Adoptar un gato que no te quiere ver no es una contradicción: es un recordatorio de que no todo amor se construye de inmediato. Que a veces lo más grande se gesta en lo pequeño, en la paciencia de sentarse al lado de un armario a leer en voz baja, esperando a que el otro sienta que puede acercarse. En ese acto, hay más amor del que creemos: es un amor sin condiciones, que no pide ser visto para existir.

Laia entendió que acompañar no era forzar, sino abrir espacio. Y yo creo que eso mismo necesitamos en nuestra vida social: abrir espacios de confianza para quienes han aprendido a esconderse. No todos los vínculos son instantáneos, pero todos tienen la posibilidad de florecer si existe respeto.

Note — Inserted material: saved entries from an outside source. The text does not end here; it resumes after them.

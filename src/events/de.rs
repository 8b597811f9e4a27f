//! Deserializers for the proto-JSON conventions used in event attributes.
//!
//! 64-bit integers may be quoted, ledger ids are decimal big-uints and
//! addresses are hex strings of varying case.

use base64::{Engine as _, engine::general_purpose};
use serde::{Deserialize, Deserializer, de};
use std::{fmt, str::FromStr};

#[derive(Deserialize)]
#[serde(untagged)]
enum StringOrNumber<T> {
    Number(T),
    String(String),
}

/// An integer that may be encoded either as a JSON number or as a string.
pub fn number<'de, D, T>(deserializer: D) -> Result<T, D::Error>
where
    D: Deserializer<'de>,
    T: Deserialize<'de> + FromStr,
    T::Err: fmt::Display,
{
    match StringOrNumber::<T>::deserialize(deserializer)? {
        StringOrNumber::Number(n) => Ok(n),
        StringOrNumber::String(s) => s
            .trim()
            .parse()
            .map_err(|err| de::Error::custom(format!("invalid integer `{}`: {}", s, err))),
    }
}

/// An unsigned 64-bit quantity that must fit the store's signed columns.
pub fn stored_u64<'de, D>(deserializer: D) -> Result<i64, D::Error>
where
    D: Deserializer<'de>,
{
    let value: u64 = number(deserializer)?;
    i64::try_from(value)
        .map_err(|_| de::Error::custom(format!("value {} exceeds the storable range", value)))
}

/// A ledger id (`bucket_id`, `object_id`, ...) rendered as a 32-byte hash.
pub fn ledger_id<'de, D>(deserializer: D) -> Result<String, D::Error>
where
    D: Deserializer<'de>,
{
    let id = match StringOrNumber::<u64>::deserialize(deserializer)? {
        StringOrNumber::Number(n) => {
            let mut id = [0u8; 32];
            id[24..].copy_from_slice(&n.to_be_bytes());
            id
        }
        StringOrNumber::String(s) => parse_ledger_id(&s).map_err(de::Error::custom)?,
    };
    Ok(id_to_hash(&id))
}

/// A hex account address, normalized to lowercase with a `0x` prefix.
pub fn address<'de, D>(deserializer: D) -> Result<String, D::Error>
where
    D: Deserializer<'de>,
{
    let raw = String::deserialize(deserializer)?;
    normalize_address(&raw).map_err(de::Error::custom)
}

/// Base64 checksums. A missing or `null` list is treated as empty.
pub fn checksums<'de, D>(deserializer: D) -> Result<Vec<String>, D::Error>
where
    D: Deserializer<'de>,
{
    let raw: Option<Vec<String>> = Option::deserialize(deserializer)?;
    let raw = raw.unwrap_or_default();
    for (idx, checksum) in raw.iter().enumerate() {
        general_purpose::STANDARD
            .decode(checksum)
            .map_err(|err| de::Error::custom(format!("checksum {} is not base64: {}", idx, err)))?;
    }
    Ok(raw)
}

/// Parse a decimal ledger id (a 256-bit unsigned integer) into big-endian bytes.
pub fn parse_ledger_id(raw: &str) -> Result<[u8; 32], String> {
    let digits = raw.trim();
    if digits.is_empty() || !digits.bytes().all(|b| b.is_ascii_digit()) {
        return Err(format!("invalid ledger id `{}`", raw));
    }

    let mut id = [0u8; 32];
    for digit in digits.bytes().map(|b| u32::from(b - b'0')) {
        let mut carry = digit;
        for byte in id.iter_mut().rev() {
            let value = u32::from(*byte) * 10 + carry;
            *byte = (value & 0xff) as u8;
            carry = value >> 8;
        }
        if carry != 0 {
            return Err(format!("ledger id `{}` exceeds 256 bits", raw));
        }
    }
    Ok(id)
}

pub fn id_to_hash(id: &[u8; 32]) -> String {
    let mut hash = String::with_capacity(66);
    hash.push_str("0x");
    for byte in id {
        hash.push_str(&format!("{:02x}", byte));
    }
    hash
}

/// Decimal ledger id to its stored `0x` hash form.
pub fn ledger_hash(raw: &str) -> Result<String, String> {
    parse_ledger_id(raw).map(|id| id_to_hash(&id))
}

/// Left-pads short addresses and keeps the low 20 bytes of long ones.
pub fn normalize_address(raw: &str) -> Result<String, String> {
    let digits = raw
        .strip_prefix("0x")
        .or_else(|| raw.strip_prefix("0X"))
        .unwrap_or(raw);
    if !digits.bytes().all(|b| b.is_ascii_hexdigit()) {
        return Err(format!("invalid hex address `{}`", raw));
    }
    let digits = digits.to_ascii_lowercase();
    let tail = if digits.len() > 40 {
        &digits[digits.len() - 40..]
    } else {
        digits.as_str()
    };
    Ok(format!("0x{:0>40}", tail))
}
//! Represents an object stored in a bucket, as materialized from the ledger.

use serde::Serialize;
use sqlx::FromRow;

use super::patch::{Field, UpdateStamp};

pub const OBJECT_STATUS_CREATED: &str = "OBJECT_STATUS_CREATED";
pub const OBJECT_STATUS_SEALED: &str = "OBJECT_STATUS_SEALED";
pub const OBJECT_STATUS_DISCONTINUED: &str = "OBJECT_STATUS_DISCONTINUED";

pub const MIRROR_STATUS_PENDING: &str = "pending";
pub const MIRROR_STATUS_SUCCESS: &str = "success";
pub const MIRROR_STATUS_FAILED: &str = "failed";

/// Placeholder failure reason. The mirror result event only carries a status
/// code; replace once the ledger reports a real reason.
pub const MIRROR_FAILED_REASON: &str = "Mirror operation failed on destination chain";

/// The all-zero address, written when an updater is cleared.
pub const ZERO_ADDRESS: &str = "0x0000000000000000000000000000000000000000";

/// An object record.
///
/// The record holds metadata only; payload bytes live with the storage
/// providers. `object_id` never changes after creation.
#[derive(Serialize, Clone, FromRow, Debug, PartialEq, Eq)]
pub struct Object {
    /// Ledger object id as a 32-byte `0x` hash.
    pub object_id: String,
    pub bucket_id: String,
    pub bucket_name: String,
    pub object_name: String,

    pub creator: String,
    pub owner: String,
    pub operator: String,
    pub updater: String,

    pub payload_size: i64,
    /// Base64-encoded piece checksums, stored as a JSON array.
    #[sqlx(json)]
    pub checksums: Vec<String>,
    pub content_type: String,
    pub version: i64,
    pub redundancy_type: String,
    pub visibility: String,
    pub source_type: String,

    pub status: String,
    /// Soft-delete marker. Once set it is never cleared.
    pub removed: bool,
    pub local_virtual_group_id: u32,
    pub sealed_tx_hash: String,
    pub delete_reason: String,
    pub delete_at: i64,

    /// True while a content update is pending on the storage providers.
    pub is_updating: bool,
    pub content_updated_time: i64,

    pub mirror_status: String,
    pub mirror_fail_reason: String,
    pub dest_chain_id: u32,
    pub source_chain_id: u32,

    pub create_at: i64,
    pub create_tx_hash: String,
    pub create_time: i64,
    pub update_at: i64,
    pub update_tx_hash: String,
    pub update_time: i64,
}

/// Partial update of an [`Object`].
///
/// `removed` follows the same one-way rule as [`super::bucket::BucketPatch`].
#[derive(Debug, Clone, PartialEq, Eq)]
pub struct ObjectPatch {
    pub operator: Field<String>,
    pub updater: Field<String>,
    pub payload_size: Field<i64>,
    pub checksums: Field<Vec<String>>,
    pub content_type: Field<String>,
    pub version: Field<i64>,
    pub visibility: Field<String>,
    pub status: Field<String>,
    pub removed: bool,
    pub local_virtual_group_id: Field<u32>,
    pub sealed_tx_hash: Field<String>,
    pub delete_reason: Field<String>,
    pub delete_at: Field<i64>,
    pub is_updating: Field<bool>,
    pub content_updated_time: Field<i64>,
    pub mirror_status: Field<String>,
    pub mirror_fail_reason: Field<String>,
    pub dest_chain_id: Field<u32>,
    pub source_chain_id: Field<u32>,
    pub stamp: UpdateStamp,
}

impl ObjectPatch {
    pub fn new(stamp: UpdateStamp) -> Self {
        Self {
            operator: Field::Unset,
            updater: Field::Unset,
            payload_size: Field::Unset,
            checksums: Field::Unset,
            content_type: Field::Unset,
            version: Field::Unset,
            visibility: Field::Unset,
            status: Field::Unset,
            removed: false,
            local_virtual_group_id: Field::Unset,
            sealed_tx_hash: Field::Unset,
            delete_reason: Field::Unset,
            delete_at: Field::Unset,
            is_updating: Field::Unset,
            content_updated_time: Field::Unset,
            mirror_status: Field::Unset,
            mirror_fail_reason: Field::Unset,
            dest_chain_id: Field::Unset,
            source_chain_id: Field::Unset,
            stamp,
        }
    }

    pub fn columns(&self) -> Vec<&'static str> {
        let mut columns = Vec::new();
        let optional = [
            ("operator", self.operator.is_set()),
            ("updater", self.updater.is_set()),
            ("payload_size", self.payload_size.is_set()),
            ("checksums", self.checksums.is_set()),
            ("content_type", self.content_type.is_set()),
            ("version", self.version.is_set()),
            ("visibility", self.visibility.is_set()),
            ("status", self.status.is_set()),
            ("removed", self.removed),
            ("local_virtual_group_id", self.local_virtual_group_id.is_set()),
            ("sealed_tx_hash", self.sealed_tx_hash.is_set()),
            ("delete_reason", self.delete_reason.is_set()),
            ("delete_at", self.delete_at.is_set()),
            ("is_updating", self.is_updating.is_set()),
            ("content_updated_time", self.content_updated_time.is_set()),
            ("mirror_status", self.mirror_status.is_set()),
            ("mirror_fail_reason", self.mirror_fail_reason.is_set()),
            ("dest_chain_id", self.dest_chain_id.is_set()),
            ("source_chain_id", self.source_chain_id.is_set()),
        ];
        columns.extend(optional.iter().filter(|(_, set)| *set).map(|(c, _)| *c));
        columns.extend(["update_at", "update_tx_hash", "update_time"]);
        columns
    }
}

#[cfg(test)]
impl Object {
    pub fn apply(&mut self, patch: &ObjectPatch) {
        patch.operator.apply_to(&mut self.operator);
        patch.updater.apply_to(&mut self.updater);
        patch.payload_size.apply_to(&mut self.payload_size);
        patch.checksums.apply_to(&mut self.checksums);
        patch.content_type.apply_to(&mut self.content_type);
        patch.version.apply_to(&mut self.version);
        patch.visibility.apply_to(&mut self.visibility);
        patch.status.apply_to(&mut self.status);
        if patch.removed {
            self.removed = true;
        }
        patch
            .local_virtual_group_id
            .apply_to(&mut self.local_virtual_group_id);
        patch.sealed_tx_hash.apply_to(&mut self.sealed_tx_hash);
        patch.delete_reason.apply_to(&mut self.delete_reason);
        patch.delete_at.apply_to(&mut self.delete_at);
        patch.is_updating.apply_to(&mut self.is_updating);
        patch
            .content_updated_time
            .apply_to(&mut self.content_updated_time);
        patch.mirror_status.apply_to(&mut self.mirror_status);
        patch.mirror_fail_reason.apply_to(&mut self.mirror_fail_reason);
        patch.dest_chain_id.apply_to(&mut self.dest_chain_id);
        patch.source_chain_id.apply_to(&mut self.source_chain_id);
        self.update_at = patch.stamp.update_at;
        self.update_tx_hash = patch.stamp.update_tx_hash.clone();
        self.update_time = patch.stamp.update_time;
    }
}
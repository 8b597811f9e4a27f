//! Presence-aware field patches.
//!
//! The store keeps zero values (`""`, `0`, `false`, `NULL`) as ordinary data,
//! so a patch cannot use them to mean "leave this column alone". Every mutable
//! column in a patch is wrapped in [`Field`], which distinguishes a column the
//! event never mentioned from one it explicitly resets.

/// A single column of a patch: either untouched or overwritten with a value.
///
/// `Set` with a zero value is a real write. Nullable columns use
/// `Field<Option<T>>`, where `Set(None)` writes `NULL`.
#[derive(Debug, Clone, PartialEq, Eq, Default)]
pub enum Field<T> {
    #[default]
    Unset,
    Set(T),
}

impl<T> Field<T> {
    pub fn is_set(&self) -> bool {
        matches!(self, Field::Set(_))
    }

    pub fn as_set(&self) -> Option<&T> {
        match self {
            Field::Set(value) => Some(value),
            Field::Unset => None,
        }
    }

    /// Overwrite `target` when set; otherwise leave it as it is.
    #[cfg(test)]
    pub fn apply_to(&self, target: &mut T)
    where
        T: Clone,
    {
        if let Field::Set(value) = self {
            *target = value.clone();
        }
    }
}

/// Audit columns stamped on every write, taken from the triggering event's
/// block and transaction.
#[derive(Debug, Clone, PartialEq, Eq)]
pub struct UpdateStamp {
    pub update_at: i64,
    pub update_tx_hash: String,
    pub update_time: i64,
}

#[cfg(test)]
mod tests {
    use super::*;

    #[test]
    fn unset_leaves_target_alone() {
        let mut quota = 42_i64;
        Field::<i64>::Unset.apply_to(&mut quota);
        assert_eq!(quota, 42);
    }

    #[test]
    fn set_to_zero_overwrites() {
        let mut quota = 42_i64;
        Field::Set(0).apply_to(&mut quota);
        assert_eq!(quota, 0);

        let mut start: Option<i64> = Some(1_700_000_000);
        Field::Set(None).apply_to(&mut start);
        assert_eq!(start, None);
    }

    #[test]
    fn default_is_unset() {
        let field: Field<String> = Field::default();
        assert!(!field.is_set());
        assert_eq!(field.as_set(), None);
        assert_eq!(Field::Set(String::new()).as_set(), Some(&String::new()));
    }
}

En un mundo que corre demasiado, tal vez lo más revolucionario sea aprender a esperar. A no rendirse. A no dar por fracasado lo que simplemente aún no está listo para mostrarse. Porque, como en el caso de Nina, un día cualquiera, sin avisar, la vida nos sorprende y nos muestra que sí valía la pena quedarse.

Al final, ¿para qué adoptar un gato que no te quiere ver?
Tal vez para recordarte que el amor no siempre llega cuando tú quieres, sino cuando el otro puede.